The deployment dir layout is unchanged: compose files stay verbatim and
`spec.yml` is not rewritten. Source files remain under
`{deployment_dir}/config/{pod}/` (as copied by `deploy create`); the
ConfigMap is built from them at deploy start and no kind extraMount is
emitted for these paths.

This works identically on kind and real k8s (ConfigMaps are
cluster-native; no node-side landing pad required), and two deployments
of the same stack sharing a cluster get their own per-namespace
ConfigMaps — no aliasing.

### Writable / generated data → named volume + host path

For volumes the workload *writes to* (databases, ledgers, caches, logs),
use a named volume backed by a spec-configured host path under
`kind-mount-root`:

```yaml
# compose
volumes:
  - my-data:/var/lib/foo

# spec.yml
kind-mount-root: /srv/kind
volumes:
  my-data: /srv/kind/my-stack/data
```

Works on both kind (via the umbrella mount) and real k8s (operator
provisions `/srv/kind/my-stack/data` on each node).
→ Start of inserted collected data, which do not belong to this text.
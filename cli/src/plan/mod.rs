//! Classification engine: turns a category tree into operations.
//!
//! The pipeline, outermost first:
//!
//! - [`category`]: discovers topics and owns the category configuration
//! - [`walker`]: walks one topic, deduplicating claimed subtrees
//! - [`classify`]: mode and destination of a single entry
//! - [`resolver`]: effective configuration of any directory
//!
//! Planning only reads the filesystem; the result is handed to
//! [`apply`](crate::apply) or printed by `query`.
pub mod category;
pub mod classify;
pub mod resolver;
pub mod walker;

use serde::Serialize;
use std::collections::{BTreeMap, BTreeSet};
use std::path::{Path, PathBuf};

use crate::config::modes::Mode;

pub use category::{CategoryProcessor, categories, process};
pub use classify::{Classification, Placement, classify};
pub use resolver::Resolver;
pub use walker::walk;

/// One placement: `mode` applied from `source` to `destination`.
#[derive(Debug, Clone, PartialEq, Eq, PartialOrd, Ord, Hash, Serialize)]
pub struct Operation {
    /// What to do.
    pub mode: Mode,
    /// Absolute path under the category directory.
    pub source: PathBuf,
    /// Absolute path under the output root.
    pub destination: PathBuf,
}

impl Operation {
    /// Create an operation.
    #[must_use]
    pub const fn new(mode: Mode, source: PathBuf, destination: PathBuf) -> Self {
        Self {
            mode,
            source,
            destination,
        }
    }
}

/// Mode → unique `(source, destination)` pairs, always iterated sorted.
///
/// Serializes as `{"link": [["/src", "/dst"], …], …}`.
#[derive(Debug, Clone, Default, PartialEq, Eq, Serialize)]
#[serde(transparent)]
pub struct OperationSet {
    by_mode: BTreeMap<Mode, BTreeSet<(PathBuf, PathBuf)>>,
}

impl OperationSet {
    /// Record a pair; returns `false` if it was already present.
    pub fn insert(&mut self, mode: Mode, source: PathBuf, destination: PathBuf) -> bool {
        self.by_mode
            .entry(mode)
            .or_default()
            .insert((source, destination))
    }

    /// Sorted pairs recorded for `mode`.
    #[must_use]
    pub fn pairs(&self, mode: Mode) -> Vec<(&Path, &Path)> {
        self.by_mode.get(&mode).map_or_else(Vec::new, |pairs| {
            pairs
                .iter()
                .map(|(s, d)| (s.as_path(), d.as_path()))
                .collect()
        })
    }

    /// Modes that have at least one pair, in order.
    pub fn modes(&self) -> impl Iterator<Item = Mode> + '_ {
        self.by_mode.keys().copied()
    }

    /// Every operation, by mode then by pair.
    pub fn iter(&self) -> impl Iterator<Item = Operation> + '_ {
        self.by_mode.iter().flat_map(|(mode, pairs)| {
            pairs
                .iter()
                .map(|(s, d)| Operation::new(*mode, s.clone(), d.clone()))
        })
    }

    /// Total number of operations.
    #[must_use]
    pub fn len(&self) -> usize {
        self.by_mode.values().map(BTreeSet::len).sum()
    }

    /// Whether no operation was recorded.
    #[must_use]
    pub fn is_empty(&self) -> bool {
        self.len() == 0
    }
}

/// Topic name → its operations, ordered by topic name.
pub type CategoryPlan = BTreeMap<String, OperationSet>;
### Migrating an Existing Cluster

If a cluster was created without an umbrella mount and you need to add a
stack that requires new host-path mounts, the cluster must be recreated:

1. Back up ephemeral state (DBs, caches) from PVs that lack host mounts —
   these are in the kind node overlay FS and do not survive `kind delete`.
2. Update every stack's spec to set a shared `kind-mount-root` and place
   host paths under it.
3. Stop all deployments, destroy the cluster, recreate it by starting any
   stack (umbrella now active), and restore state.